The Topix Real Estate Index fell 2.2 percent at the close in Tokyo, the biggest decline since Sept. 26. The broader Topix index retreated 1.4 percent.

Bigger Market Share

Japan’s top seven developers have a 51 percent share of the apartment market in Tokyo as of 2010, an increase from 30 percent three years earlier, according to a report by Masahiro Mochizuki, an analyst at Credit Suisse Group AG.

The nation’s real estate market picked up in 2007 when investment into property funds nearly doubled to 11 trillion yen, according to STB Research Institute Co. That prompted developers to buy more land, and companies including Suncity were left with more debt than they could repay after the collapse of Lehman Brothers Holdings Inc. in 2008.

“Financing is much more crucial for real estate companies in comparison with other sectors,” Tomoda said. “Without funding, real estate can’t be brought.

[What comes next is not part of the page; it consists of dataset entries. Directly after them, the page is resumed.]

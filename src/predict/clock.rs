//! Injectable clock for self-rescheduling loops

use std::time::Duration;

use futures_util::future::BoxFuture;
use futures_util::FutureExt;

/// Supplies the delay between scheduler cycles
pub trait Clock: Send + Sync {
    fn sleep(&self, duration: Duration) -> BoxFuture<'static, ()>;
}

/// Wall-clock delays through the tokio timer
#[derive(Debug, Clone, Copy, Default)]
pub struct TokioClock;

impl Clock for TokioClock {
    fn sleep(&self, duration: Duration) -> BoxFuture<'static, ()> {
        tokio::time::sleep(duration).boxed()
    }
}
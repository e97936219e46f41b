//! Application configuration
//!
//! Loaded from a JSON file; every field has a default so a partial file (or
//! none at all) is fine. Values are clamped into range after loading.

use std::collections::BTreeMap;
use std::fs;
use std::path::Path;

use glam::Vec2;
use serde::{Deserialize, Serialize};

use crate::channel::{Channel, ChannelId};
use crate::error::ConfigError;
use crate::particles::ParticleParams;
use crate::pose::PoseParams;
use crate::telemetry::LogConfig;
use crate::theme::{builtin, ThemeRegistry, ThemeSpec};

/// Per-channel overrides. Anything left out falls back to the channel's
/// built-in default.
#[derive(Debug, Clone, Default, PartialEq, Serialize, Deserialize)]
#[serde(default)]
pub struct ChannelConfig {
    /// Minimum top-prediction probability to accept a new target
    #[serde(skip_serializing_if = "Option::is_none")]
    pub threshold: Option<f32>,
    /// Theme the channel rests on at startup
    #[serde(skip_serializing_if = "Option::is_none")]
    pub default_key: Option<String>,
    /// Override keys; the i-th character selects the i-th theme
    #[serde(skip_serializing_if = "Option::is_none")]
    pub keys: Option<String>,
    /// Replaces the built-in theme table
    #[serde(skip_serializing_if = "Option::is_none")]
    pub themes: Option<Vec<ThemeSpec>>,
    /// Extra classifier label to theme key mappings
    #[serde(skip_serializing_if = "BTreeMap::is_empty")]
    pub aliases: BTreeMap<String, String>,
}

impl ChannelConfig {
    pub fn threshold_for(&self, id: ChannelId) -> f32 {
        self.threshold.unwrap_or(match id {
            ChannelId::Color => 0.70,
            ChannelId::Hair => 0.75,
        })
    }

    pub fn default_key_for(&self, id: ChannelId) -> &str {
        self.default_key.as_deref().unwrap_or(match id {
            ChannelId::Color => "red",
            ChannelId::Hair => "kinky",
        })
    }

    pub fn keys_for(&self, id: ChannelId) -> Vec<char> {
        let keys = self.keys.as_deref().unwrap_or(match id {
            ChannelId::Color => "12345",
            ChannelId::Hair => "qwert",
        });
        keys.chars().filter(|c| !c.is_whitespace()).collect()
    }

    /// Theme registry for `id`: the configured table or the built-in one,
    /// with built-in aliases followed by configured ones
    pub fn registry_for(&self, id: ChannelId) -> ThemeRegistry {
        let (builtin_themes, builtin_aliases) = match id {
            ChannelId::Color => (builtin::color_themes(), Vec::new()),
            ChannelId::Hair => (builtin::hair_themes(), builtin::hair_aliases()),
        };
        let themes = self.themes.clone().unwrap_or(builtin_themes);
        let aliases = builtin_aliases
            .into_iter()
            .chain(self.aliases.iter().map(|(label, key)| (label.clone(), key.clone())));
        ThemeRegistry::from_specs(themes, aliases)
    }

    /// Assemble the channel resting on its default theme
    pub fn build(&self, id: ChannelId) -> Channel {
        Channel::new(
            id,
            self.registry_for(id),
            self.threshold_for(id),
            self.default_key_for(id),
            self.keys_for(id),
        )
    }
}

/// Top-level configuration
#[derive(Debug, Clone, PartialEq, Serialize, Deserialize)]
#[serde(default)]
pub struct AppConfig {
    pub canvas_width: f32,
    pub canvas_height: f32,
    /// Transition progress added per render tick
    pub transition_step: f32,
    /// Classifier polling interval
    pub poll_interval_ms: u64,
    pub particles: ParticleParams,
    pub pose: PoseParams,
    pub logging: LogConfig,
    pub color: ChannelConfig,
    pub hair: ChannelConfig,
}

impl Default for AppConfig {
    fn default() -> Self {
        Self {
            canvas_width: 800.0,
            canvas_height: 600.0,
            transition_step: 0.05,
            poll_interval_ms: 100,
            particles: ParticleParams::default(),
            pose: PoseParams::default(),
            logging: LogConfig::default(),
            color: ChannelConfig::default(),
            hair: ChannelConfig::default(),
        }
    }
}

impl AppConfig {
    /// Load and validate a JSON config file
    pub fn load(path: impl AsRef<Path>) -> Result<Self, ConfigError> {
        let path = path.as_ref();
        let contents = fs::read_to_string(path).map_err(|source| ConfigError::Io {
            path: path.to_path_buf(),
            source,
        })?;
        let mut config: Self = serde_json::from_str(&contents).map_err(|source| ConfigError::Parse {
            path: path.to_path_buf(),
            source,
        })?;
        config.validate();
        Ok(config)
    }

    /// Load `path` when given, otherwise the defaults
    pub fn load_or_default(path: Option<&Path>) -> Result<Self, ConfigError> {
        match path {
            Some(path) => Self::load(path),
            None => Ok(Self::default()),
        }
    }

    /// Clamp every value into its usable range
    pub fn validate(&mut self) {
        let defaults = Self::default();

        if !(self.canvas_width.is_finite() && self.canvas_width >= 1.0) {
            self.canvas_width = defaults.canvas_width;
        }
        if !(self.canvas_height.is_finite() && self.canvas_height >= 1.0) {
            self.canvas_height = defaults.canvas_height;
        }
        self.transition_step = if self.transition_step.is_finite() && self.transition_step > 0.0 {
            self.transition_step.min(1.0)
        } else {
            defaults.transition_step
        };
        self.poll_interval_ms = self.poll_interval_ms.max(1);

        self.particles.pool_size = self.particles.pool_size.max(1);
        self.pose.every_n_ticks = self.pose.every_n_ticks.max(1);
        self.pose.min_score = clamp_unit(self.pose.min_score, defaults.pose.min_score);

        for channel in [&mut self.color, &mut self.hair] {
            if let Some(threshold) = channel.threshold.as_mut() {
                *threshold = clamp_unit(*threshold, 0.0);
            }
        }
    }

    pub fn canvas_size(&self) -> Vec2 {
        Vec2::new(self.canvas_width, self.canvas_height)
    }

    pub fn channel(&self, id: ChannelId) -> &ChannelConfig {
        match id {
            ChannelId::Color => &self.color,
            ChannelId::Hair => &self.hair,
        }
    }
}

/// Clamp to 0.0-1.0, using `fallback` for NaN
fn clamp_unit(value: f32, fallback: f32) -> f32 {
    if value.is_nan() {
        fallback
    } else {
        value.clamp(0.0, 1.0)
    }
}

And without properties, there’s nothing to sell.”

The smaller real estate companies may be hurt by banks’ decisions to cut back on loans, prompting a higher number of bankruptcies even as the total debt of companies that go under may drop this year and next, he said.

Almost one in three of the 159 publicly traded property companies in Japan have debt that’s more than twice their equity, a level that needs to be monitored closely for bankruptcies next year, Tomoda said.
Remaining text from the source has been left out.